Let me admit first...it's not always joy-filled...but more often it is. Why? Because it's an opportunity for me to practice something important to me. Which is that I'm a member of a family of humans that live in this place at this time in the span of history - and we're all together on the same roads right now...all going to our places of school or business.
If tonight, at the kitchen table, surrounded by friends and family, I hear this person or that person telling me about their equally long commute, I would naturally be compassionate and empathetic about what they go through. Why wouldn't I be the same for the men and women that I don't know personally? Every one of them is a mom to someone, a daughter to someone, a wife to someone, a son to someone, etc. In other words, they are part of this big human family that I'm also a part of. And sometimes, one or the other of us finds ourselves in a tussle to get to work asap - like now - and I've been there myself. Other times, we're so busy thinking about what we did last weekend, or what our husband or wife said to us that morning, that we're just lollygagging along, not thinking too clearly - and it shows up in our driving.
Which makes us drive weird - which makes us kind of adorable - because haven't we all been there? And aren't we actually privileged to get to interact (at least in traffic) with all these men and women, young and old, that we don't even know?
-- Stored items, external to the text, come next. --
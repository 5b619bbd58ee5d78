//! # Controller facade: lifecycle, control API, status.
//!
//! [`BacklogController`] wires the queues, the worker pool, the overflow
//! drain, the backlog monitor, the autoscaler, and the event plumbing into
//! one unit with an idempotent `start`/`stop` lifecycle:
//!
//! ```text
//!   producers ──► enqueue ──► [BoundedQueue] ──► workers ──► processor
//!                                  │                │  └─► overflow spill
//!                                  ▼                ▼
//!                           backlog monitor      counters
//!                            │        │
//!                       strategy   autoscaler
//! ```
//!
//! ## Rules
//! - `start` resets counters and the strategy to normal; state never
//!   survives a restart.
//! - `stop` is graceful: workers and drain tasks finish their current
//!   claim, nothing is interrupted mid-message.
//! - Control-API misuse (unknown strategy name, out-of-range worker
//!   count) is rejected synchronously with [`ControlError`] and mutates
//!   nothing.

use std::sync::atomic::{AtomicBool, AtomicU64, AtomicUsize, Ordering};
use std::sync::Arc;
use std::time::Duration;

use tokio::sync::{broadcast, Mutex};
use tokio::task::JoinHandle;
use tokio_util::sync::CancellationToken;

use crate::config::ControllerConfig;
use crate::core::autoscaler::Autoscaler;
use crate::core::monitor::BacklogMonitor;
use crate::core::pool::WorkerPool;
use crate::core::strategy_ctl::StrategyController;
use crate::core::worker::WorkerShared;
use crate::error::ControlError;
use crate::events::{Bus, Event, EventKind};
use crate::message::Message;
use crate::metrics::{ControllerStatus, Counters};
use crate::processor::{NoopProcessor, Processor};
use crate::queue::{BoundedQueue, OverflowService};
use crate::strategy::{Strategy, StrategyCell};
use crate::subscribers::{Subscribe, SubscriberSet};

/// Builder for [`BacklogController`].
///
/// ```no_run
/// use floodgate::{ControllerBuilder, ControllerConfig, LogWriter};
/// use std::sync::Arc;
///
/// let controller = ControllerBuilder::new(ControllerConfig::default())
///     .with_subscribers(vec![Arc::new(LogWriter) as _])
///     .build();
/// ```
pub struct ControllerBuilder {
    config: ControllerConfig,
    processor: Arc<dyn Processor>,
    subscribers: Vec<Arc<dyn Subscribe>>,
}

impl ControllerBuilder {
    pub fn new(config: ControllerConfig) -> Self {
        Self {
            config,
            processor: Arc::new(NoopProcessor),
            subscribers: Vec::new(),
        }
    }

    /// Installs the side-effect seam every message goes through.
    /// Defaults to [`NoopProcessor`].
    pub fn with_processor(mut self, processor: Arc<dyn Processor>) -> Self {
        self.processor = processor;
        self
    }

    /// Attaches event subscribers (observability hookup).
    pub fn with_subscribers(mut self, subscribers: Vec<Arc<dyn Subscribe>>) -> Self {
        self.subscribers = subscribers;
        self
    }

    pub fn build(self) -> BacklogController {
        BacklogController::from_parts(self.config, self.processor, self.subscribers)
    }
}

/// The adaptive message-backlog controller.
///
/// Cheap to share behind an `Arc`; every method takes `&self`.
pub struct BacklogController {
    config: ControllerConfig,
    queue: Arc<BoundedQueue>,
    overflow: Arc<OverflowService>,
    counters: Arc<Counters>,
    pool: Arc<WorkerPool>,
    strategy: Arc<StrategyController>,
    autoscaler: Arc<Autoscaler>,
    bus: Bus,
    subs: Arc<SubscriberSet>,
    running: AtomicBool,
    /// Stops workers and the monitor; refreshed per start.
    cancel: std::sync::Mutex<CancellationToken>,
    /// Stops the event-forwarding listener, strictly after the workers so
    /// shutdown events still reach subscribers.
    listener_cancel: std::sync::Mutex<CancellationToken>,
    monitor_handle: Mutex<Option<JoinHandle<()>>>,
    listener_handle: Mutex<Option<JoinHandle<()>>>,
}

impl BacklogController {
    fn from_parts(
        config: ControllerConfig,
        processor: Arc<dyn Processor>,
        subscribers: Vec<Arc<dyn Subscribe>>,
    ) -> Self {
        let bus = Bus::new(config.bus_capacity_clamped());
        let counters = Arc::new(Counters::new());
        let queue = Arc::new(BoundedQueue::new(config.queue_capacity));
        let overflow = Arc::new(OverflowService::new(
            &config,
            Arc::clone(&processor),
            Arc::clone(&counters),
            bus.clone(),
        ));
        let cell = Arc::new(StrategyCell::new(Strategy::Normal));

        let (min, max, _) = config.worker_bounds();
        let shared = Arc::new(WorkerShared {
            queue: Arc::clone(&queue),
            overflow: Arc::clone(&overflow),
            processor,
            counters: Arc::clone(&counters),
            strategy: Arc::clone(&cell),
            bus: bus.clone(),
            consume_delay_ms: AtomicU64::new(config.consume_delay.as_millis() as u64),
            batch_size: config.batch_size_clamped(),
            batch_unit_delay: config.batch_unit_delay,
            poll_timeout: config.poll_timeout,
            target: AtomicUsize::new(0),
            active: AtomicUsize::new(0),
        });

        let stopped = CancellationToken::new();
        stopped.cancel();
        let pool = Arc::new(WorkerPool::new(shared, min, max, stopped.clone()));
        let strategy = Arc::new(StrategyController::new(
            cell,
            Arc::clone(&queue),
            Arc::clone(&overflow),
            bus.clone(),
        ));
        let autoscaler = Arc::new(Autoscaler::new(&config, Arc::clone(&pool), bus.clone()));
        let subs = Arc::new(SubscriberSet::new(subscribers, bus.clone()));

        Self {
            config,
            queue,
            overflow,
            counters,
            pool,
            strategy,
            autoscaler,
            bus,
            subs,
            running: AtomicBool::new(false),
            cancel: std::sync::Mutex::new(stopped.clone()),
            listener_cancel: std::sync::Mutex::new(stopped),
            monitor_handle: Mutex::new(None),
            listener_handle: Mutex::new(None),
        }
    }

    /// Subscribes to the bus and forwards events to the subscriber set
    /// (fire-and-forget).
    fn subscriber_listener(&self, token: CancellationToken) -> JoinHandle<()> {
        let mut rx = self.bus.subscribe();
        let set = Arc::clone(&self.subs);
        tokio::spawn(async move {
            loop {
                tokio::select! {
                    biased;
                    received = rx.recv() => match received {
                        Ok(event) => set.emit(&event),
                        Err(broadcast::error::RecvError::Lagged(_)) => continue,
                        Err(broadcast::error::RecvError::Closed) => break,
                    },
                    _ = token.cancelled() => break,
                }
            }
        })
    }

    /// Starts workers, monitor, and event delivery. No-op if running.
    ///
    /// Counters reset and the strategy returns to normal: a restart is a
    /// clean slate, not a resume.
    pub async fn start(&self) {
        if self
            .running
            .compare_exchange(false, true, Ordering::AcqRel, Ordering::Acquire)
            .is_err()
        {
            return;
        }

        self.counters.reset();
        self.overflow.reset_processed();
        self.strategy.transition(Strategy::Normal).await;

        // Event delivery first, so startup events are observed.
        if !self.subs.is_empty() {
            let listener_token = CancellationToken::new();
            *self.listener_cancel.lock().unwrap() = listener_token.clone();
            let handle = self.subscriber_listener(listener_token);
            *self.listener_handle.lock().await = Some(handle);
        }

        let token = CancellationToken::new();
        *self.cancel.lock().unwrap() = token.clone();
        self.pool.set_cancel(token.clone());

        let (_, _, initial) = self.config.worker_bounds();
        self.pool.resize_to(initial).await;

        let monitor = BacklogMonitor::new(
            &self.config,
            Arc::clone(&self.counters),
            Arc::clone(&self.strategy),
            Arc::clone(&self.autoscaler),
            self.bus.clone(),
        );
        *self.monitor_handle.lock().await = Some(tokio::spawn(monitor.run(token)));

        self.bus.publish(
            Event::new(EventKind::ControllerStarted).with_count(self.pool.target() as u64),
        );
    }

    /// Stops everything gracefully and waits for it. No-op if stopped.
    pub async fn stop(&self) {
        if self
            .running
            .compare_exchange(true, false, Ordering::AcqRel, Ordering::Acquire)
            .is_err()
        {
            return;
        }

        self.cancel.lock().unwrap().cancel();
        self.pool.join_all().await;
        if let Some(handle) = self.monitor_handle.lock().await.take() {
            let _ = handle.await;
        }
        self.overflow.stop().await;

        self.bus.publish(
            Event::new(EventKind::ControllerStopped)
                .with_count(self.counters.total_processed()),
        );

        // Listener last: it drains already-published events before exiting.
        self.listener_cancel.lock().unwrap().cancel();
        if let Some(handle) = self.listener_handle.lock().await.take() {
            let _ = handle.await;
        }
    }

    /// Whether the controller is currently running.
    #[inline]
    pub fn is_running(&self) -> bool {
        self.running.load(Ordering::Acquire)
    }

    /// Offers a message to the ingress queue, waiting up to the configured
    /// offer timeout for space.
    ///
    /// Returns `false` on backpressure; the message is then *not* counted
    /// as produced and the caller decides what to do with it.
    pub async fn enqueue(&self, msg: Message) -> bool {
        if self.queue.offer(msg, self.config.offer_timeout).await {
            self.counters.record_produced();
            true
        } else {
            false
        }
    }

    /// Switches strategy by name (`"normal"`, `"overflow"`, `"selective"`,
    /// `"batch"`, case-insensitive).
    pub async fn switch_strategy(&self, name: &str) -> Result<Strategy, ControlError> {
        let strategy: Strategy = name.parse()?;
        self.strategy.transition(strategy).await;
        Ok(strategy)
    }

    /// Typed strategy override.
    pub async fn force_strategy(&self, strategy: Strategy) {
        self.strategy.transition(strategy).await;
    }

    /// Currently applied strategy.
    #[inline]
    pub fn current_strategy(&self) -> Strategy {
        self.strategy.current()
    }

    /// Manually resizes the worker pool, bypassing the autoscaler's step.
    ///
    /// A count outside `[min_workers, max_workers]` is rejected and nothing
    /// changes. Returns the applied target.
    pub async fn scale_consumers(&self, count: usize) -> Result<usize, ControlError> {
        if count < self.pool.min() || count > self.pool.max() {
            return Err(ControlError::WorkerCountOutOfRange {
                requested: count,
                min: self.pool.min(),
                max: self.pool.max(),
            });
        }
        Ok(self.pool.resize_to(count).await)
    }

    /// Adjusts the simulated per-message cost at runtime. Takes effect on
    /// the next claim of every worker.
    pub fn set_consume_delay(&self, delay: Duration) {
        self.pool.set_consume_delay(delay);
        self.bus
            .publish(Event::new(EventKind::ConsumeDelayChanged).with_delay(delay));
    }

    /// Empties the ingress queue, returning how many messages were
    /// discarded.
    pub fn clear_queue(&self) -> usize {
        let cleared = self.queue.clear();
        self.bus
            .publish(Event::new(EventKind::QueueCleared).with_count(cleared as u64));
        cleared
    }

    /// Point-in-time snapshot of every observable gauge and counter.
    pub fn status(&self) -> ControllerStatus {
        ControllerStatus {
            strategy: self.strategy.current(),
            queue_size: self.queue.size(),
            total_produced: self.counters.total_produced(),
            total_processed: self.counters.total_processed(),
            backlog_estimate: self.counters.backlog_estimate(),
            dropped: self.counters.dropped(),
            in_flight: self.counters.in_flight(),
            active_workers: self.pool.active(),
            target_workers: self.pool.target(),
            overflow_queue_size: self.overflow.size(),
            overflow_processed: self.overflow.processed_count(),
            consume_delay_ms: self.pool.consume_delay().as_millis() as u64,
            running: self.is_running(),
        }
    }

    /// Formatted one-line snapshot, for logs and ad-hoc inspection.
    pub fn statistics(&self) -> String {
        self.status().summary()
    }

    /// Handle to the event bus, for custom subscriptions.
    #[inline]
    pub fn bus(&self) -> &Bus {
        &self.bus
    }
}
I know that sounds odd - it even sounds odd to me - but I still think it. Which makes it no big deal when someone cuts me off, because I figure "wow - they must have something on their mind" or when someone speeds ahead of me - because I've been there too - and today I'm glad to putt putt along.
I don't know folks, but I daresay we'll all live longer, and happier, if we take down the judgement call and consider ourselves this one big human family - and sometimes someone misbehaves - so we can be glad we're in a position to be tolerant of them today. Because maybe - just maybe - tomorrow that misbehavin person will be me. And I'd really appreciate your tolerance of me.